Sex cord stromal tumors of the ovary can occur at any age, with the most common type—the adult granulosa tumor—occurring in the perimenopausal or early postmenopausal period. Despite adult granulosa cell tumors accounting for 70% of the sex cord stromal tumors, it is still a rare cancer, representing only 2% to 5% of all ovarian cancers.[52,53] Adult granulosa cell tumors have a favorable prognosis but some variation has been shown based on stage of disease, with higher survival rates associated with less advanced disease.[54,55] A conservative fertility-sparing approach can be considered in a young woman with stage IA disease, but an endometrial biopsy should be performed to rule out concomitant uterine cancer. Overall, adult granulosa cell tumors of the ovary exhibit disease unilaterally, yet 2% to 8% of these tumors may present bilaterally in the ovary.[56,57] Therefore, it is reasonable to consider removal of the other ovary and completion hysterectomy in women treated conservatively after childbearing has been completed—a controversial issue.
Borderline tumors of the ovary account for 10% to 20% of epithelial ovarian tumors, and many of these are diagnosed in premenopausal women. In a series of 339 women diagnosed with borderline tumors, there was a 12% recurrence rate in the 164 stage I patients who underwent fertility-sparing surgery. Although conservative surgery is associated with a higher incidence of recurrence than radical surgery, most of the recurrences can be salvaged by surgery without negatively impacting survival rates, given the indolent nature of borderline tumors. In women diagnosed with borderline tumors with a strong desire to preserve fertility, conservative management can be a reasonable option.

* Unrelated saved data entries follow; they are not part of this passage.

use std::collections::BTreeSet;

// ---------------------------------------------------------------------------
// Record – one row of the source table
// ---------------------------------------------------------------------------

/// One country's statistics (one row of `olympics.csv`).
#[derive(Debug, Clone, PartialEq)]
pub struct Record {
    pub country: String,
    pub region: String,
    /// GDP in billions. `None` when the cell was empty.
    pub gdp: Option<f64>,
    /// Population in millions. `None` when the cell was empty.
    pub population: Option<f64>,
    /// Total medal count. Sums over records are taken in `u64`.
    pub total: u32,
    /// Cells of the non-required columns, in the order of
    /// [`OlympicsDataset::extra_columns`].
    pub extra: Vec<String>,
}

impl Record {
    /// Convenience constructor for a record without extra columns.
    pub fn new(country: &str, region: &str, gdp: f64, population: f64, total: u32) -> Self {
        Record {
            country: country.to_string(),
            region: region.to_string(),
            gdp: Some(gdp),
            population: Some(population),
            total,
            extra: Vec::new(),
        }
    }
}

// ---------------------------------------------------------------------------
// OlympicsDataset – the complete loaded table
// ---------------------------------------------------------------------------

/// The full parsed table with values pre-computed at load time.
#[derive(Debug, Clone, Default)]
pub struct OlympicsDataset {
    /// All records in file order.
    pub records: Vec<Record>,
    /// Names of columns beyond the five required ones.
    pub extra_columns: Vec<String>,
    /// Distinct regions in first-appearance order.
    pub regions: Vec<String>,
    /// Observed `(min, max)` of the present GDP values.
    pub gdp_bounds: Option<(f64, f64)>,
    /// Observed `(min, max)` of the present population values.
    pub population_bounds: Option<(f64, f64)>,
}

impl OlympicsDataset {
    /// Build the region index and column bounds from loaded records.
    pub fn from_records(records: Vec<Record>, extra_columns: Vec<String>) -> Self {
        let mut seen = BTreeSet::new();
        let regions = records
            .iter()
            .filter(|r| seen.insert(r.region.as_str()))
            .map(|r| r.region.clone())
            .collect();

        let gdp_bounds = bounds(records.iter().filter_map(|r| r.gdp));
        let population_bounds = bounds(records.iter().filter_map(|r| r.population));

        OlympicsDataset {
            records,
            extra_columns,
            regions,
            gdp_bounds,
            population_bounds,
        }
    }

    /// Number of records.
    pub fn len(&self) -> usize {
        self.records.len()
    }

    /// Whether the dataset is empty.
    pub fn is_empty(&self) -> bool {
        self.records.is_empty()
    }
}

fn bounds(values: impl Iterator<Item = f64>) -> Option<(f64, f64)> {
    values.fold(None, |acc, v| match acc {
        None => Some((v, v)),
        Some((lo, hi)) => Some((lo.min(v), hi.max(v))),
    })
}
use std::collections::BTreeSet;

use super::model::{OlympicsDataset, Record};

// ---------------------------------------------------------------------------
// Filter parameters
// ---------------------------------------------------------------------------

/// An inclusive `[min, max]` selection over a numeric column.
#[derive(Debug, Clone, Copy, PartialEq)]
pub struct RangeSelection {
    pub min: f64,
    pub max: f64,
}

impl RangeSelection {
    /// Build a range, swapping the ends if they arrive inverted.
    pub fn new(a: f64, b: f64) -> Self {
        RangeSelection {
            min: a.min(b),
            max: a.max(b),
        }
    }

    /// Range covering observed `bounds`, or `[0, 0]` for an all-missing column.
    pub fn full(bounds: Option<(f64, f64)>) -> Self {
        let (min, max) = bounds.unwrap_or((0.0, 0.0));
        RangeSelection { min, max }
    }

    /// Inclusive on both ends. A missing value is never contained.
    pub fn contains(&self, value: Option<f64>) -> bool {
        value.is_some_and(|v| self.min <= v && v <= self.max)
    }
}

/// The three predicates of the filter stage, combined with AND.
#[derive(Debug, Clone, PartialEq)]
pub struct FilterParams {
    pub regions: BTreeSet<String>,
    pub gdp: RangeSelection,
    pub population: RangeSelection,
}

impl FilterParams {
    /// All regions selected, both ranges spanning the observed bounds.
    pub fn defaults_for(dataset: &OlympicsDataset) -> Self {
        FilterParams {
            regions: dataset.regions.iter().cloned().collect(),
            gdp: RangeSelection::full(dataset.gdp_bounds),
            population: RangeSelection::full(dataset.population_bounds),
        }
    }

    /// Whether a single record passes every predicate.
    pub fn matches(&self, record: &Record) -> bool {
        self.regions.contains(&record.region)
            && self.gdp.contains(record.gdp)
            && self.population.contains(record.population)
    }
}

/// Return indices of records that pass the filters, in input order.
///
/// An empty region set matches nothing.
pub fn filtered_indices(dataset: &OlympicsDataset, params: &FilterParams) -> Vec<usize> {
    dataset
        .records
        .iter()
        .enumerate()
        .filter(|(_, r)| params.matches(r))
        .map(|(i, _)| i)
        .collect()
}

Stage I epithelial ovarian cancer can be managed conservatively in some cases, if the cancer is confined to the ovary. However, preservation of the uterus and contralateral ovary needs to be conducted in the setting of a comprehensive surgical staging procedure with extensive discussions about the risk of recurrence and possible adjuvant therapy. Patients treated conservatively for stage I ovarian cancer should also be closely followed with CA-125 monitoring every 3 months and transvaginal ultrasounds for a minimum of 2 years. A large multisite series demonstrated that successful reproduction is possible with fertility-preserving surgery (71%), with 5- and 10-year survival rates of 98% and 93%, respectively. Fertility-sparing surgery should be considered in women with early-stage disease who desire further fertility.[50,59] However, after completion of family building, definitive surgery may also be advised.